===== MATERIAL FOR THE TASK
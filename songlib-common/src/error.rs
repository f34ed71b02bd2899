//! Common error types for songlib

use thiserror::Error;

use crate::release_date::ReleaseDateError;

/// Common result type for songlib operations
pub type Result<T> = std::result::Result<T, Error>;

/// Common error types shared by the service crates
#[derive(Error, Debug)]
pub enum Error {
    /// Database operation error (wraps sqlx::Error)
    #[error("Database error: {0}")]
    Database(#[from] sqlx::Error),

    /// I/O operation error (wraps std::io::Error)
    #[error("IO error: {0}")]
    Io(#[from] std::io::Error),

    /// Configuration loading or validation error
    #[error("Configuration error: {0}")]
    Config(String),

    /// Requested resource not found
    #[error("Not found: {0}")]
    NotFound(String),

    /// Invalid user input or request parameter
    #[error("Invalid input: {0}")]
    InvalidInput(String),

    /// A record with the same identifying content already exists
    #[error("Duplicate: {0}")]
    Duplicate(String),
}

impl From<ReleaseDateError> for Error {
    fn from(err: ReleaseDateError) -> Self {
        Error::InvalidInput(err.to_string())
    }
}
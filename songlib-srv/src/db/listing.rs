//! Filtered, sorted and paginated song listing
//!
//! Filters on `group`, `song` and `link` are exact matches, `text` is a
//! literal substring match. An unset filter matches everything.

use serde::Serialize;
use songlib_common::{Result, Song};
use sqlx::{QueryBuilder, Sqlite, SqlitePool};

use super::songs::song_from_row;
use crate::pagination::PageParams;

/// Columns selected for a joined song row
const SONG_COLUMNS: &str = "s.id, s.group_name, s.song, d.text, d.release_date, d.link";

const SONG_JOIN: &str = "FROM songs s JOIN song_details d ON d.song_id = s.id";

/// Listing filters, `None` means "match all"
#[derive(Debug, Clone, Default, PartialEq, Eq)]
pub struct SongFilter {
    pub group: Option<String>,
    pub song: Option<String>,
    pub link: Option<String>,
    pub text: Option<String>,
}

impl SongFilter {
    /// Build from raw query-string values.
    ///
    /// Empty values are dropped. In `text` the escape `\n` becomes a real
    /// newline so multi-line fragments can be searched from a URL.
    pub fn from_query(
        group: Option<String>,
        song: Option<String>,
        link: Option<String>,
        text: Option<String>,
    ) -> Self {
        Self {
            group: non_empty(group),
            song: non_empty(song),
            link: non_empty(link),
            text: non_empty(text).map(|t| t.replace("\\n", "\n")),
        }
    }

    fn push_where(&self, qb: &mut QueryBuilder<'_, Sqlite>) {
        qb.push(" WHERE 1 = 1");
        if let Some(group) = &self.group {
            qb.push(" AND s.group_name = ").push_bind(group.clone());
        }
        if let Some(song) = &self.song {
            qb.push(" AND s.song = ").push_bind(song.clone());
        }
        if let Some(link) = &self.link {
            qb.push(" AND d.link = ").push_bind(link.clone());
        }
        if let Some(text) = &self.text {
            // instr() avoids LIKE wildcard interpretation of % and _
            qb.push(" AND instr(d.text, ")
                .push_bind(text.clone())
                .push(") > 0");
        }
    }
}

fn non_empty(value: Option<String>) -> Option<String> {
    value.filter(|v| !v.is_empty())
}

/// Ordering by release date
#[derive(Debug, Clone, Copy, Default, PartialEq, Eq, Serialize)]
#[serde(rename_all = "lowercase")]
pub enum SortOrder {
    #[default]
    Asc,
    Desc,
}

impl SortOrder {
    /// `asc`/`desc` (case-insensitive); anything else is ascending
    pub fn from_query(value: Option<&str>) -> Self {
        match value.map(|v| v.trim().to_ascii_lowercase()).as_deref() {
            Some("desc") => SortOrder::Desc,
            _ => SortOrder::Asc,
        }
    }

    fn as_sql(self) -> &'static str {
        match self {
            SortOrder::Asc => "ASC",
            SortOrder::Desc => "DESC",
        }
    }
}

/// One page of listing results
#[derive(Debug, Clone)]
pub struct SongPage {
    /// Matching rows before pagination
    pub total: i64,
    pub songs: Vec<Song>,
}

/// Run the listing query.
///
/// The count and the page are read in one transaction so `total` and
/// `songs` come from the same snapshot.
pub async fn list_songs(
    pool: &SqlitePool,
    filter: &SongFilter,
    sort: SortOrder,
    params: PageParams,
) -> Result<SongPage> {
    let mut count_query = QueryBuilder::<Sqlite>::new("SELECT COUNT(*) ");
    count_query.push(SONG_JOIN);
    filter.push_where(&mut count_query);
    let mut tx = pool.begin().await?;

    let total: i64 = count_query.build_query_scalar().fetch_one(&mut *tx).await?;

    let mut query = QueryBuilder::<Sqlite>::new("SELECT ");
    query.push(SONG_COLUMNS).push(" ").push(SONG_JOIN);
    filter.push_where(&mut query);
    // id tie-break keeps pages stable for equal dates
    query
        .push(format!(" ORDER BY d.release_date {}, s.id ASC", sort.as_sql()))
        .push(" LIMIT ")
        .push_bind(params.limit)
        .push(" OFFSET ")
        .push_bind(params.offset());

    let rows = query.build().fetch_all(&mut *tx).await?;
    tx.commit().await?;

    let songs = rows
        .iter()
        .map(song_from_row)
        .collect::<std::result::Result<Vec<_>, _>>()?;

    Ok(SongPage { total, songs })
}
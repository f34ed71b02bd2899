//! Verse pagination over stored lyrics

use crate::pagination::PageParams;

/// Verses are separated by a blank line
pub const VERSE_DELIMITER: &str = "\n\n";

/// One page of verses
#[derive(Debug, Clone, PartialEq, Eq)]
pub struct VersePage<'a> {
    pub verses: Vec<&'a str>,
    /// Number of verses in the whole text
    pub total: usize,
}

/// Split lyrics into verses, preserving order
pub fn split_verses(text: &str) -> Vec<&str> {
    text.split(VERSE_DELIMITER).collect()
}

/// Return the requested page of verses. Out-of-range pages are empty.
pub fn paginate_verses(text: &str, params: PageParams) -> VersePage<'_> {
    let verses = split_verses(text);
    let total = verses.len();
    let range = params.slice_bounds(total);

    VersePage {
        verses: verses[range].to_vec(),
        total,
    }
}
==========
TASK OBJECTIVE —
In the records above, how many lines include "lyrics"? Give that number and nothing more.

YOUR RESPONSE —
2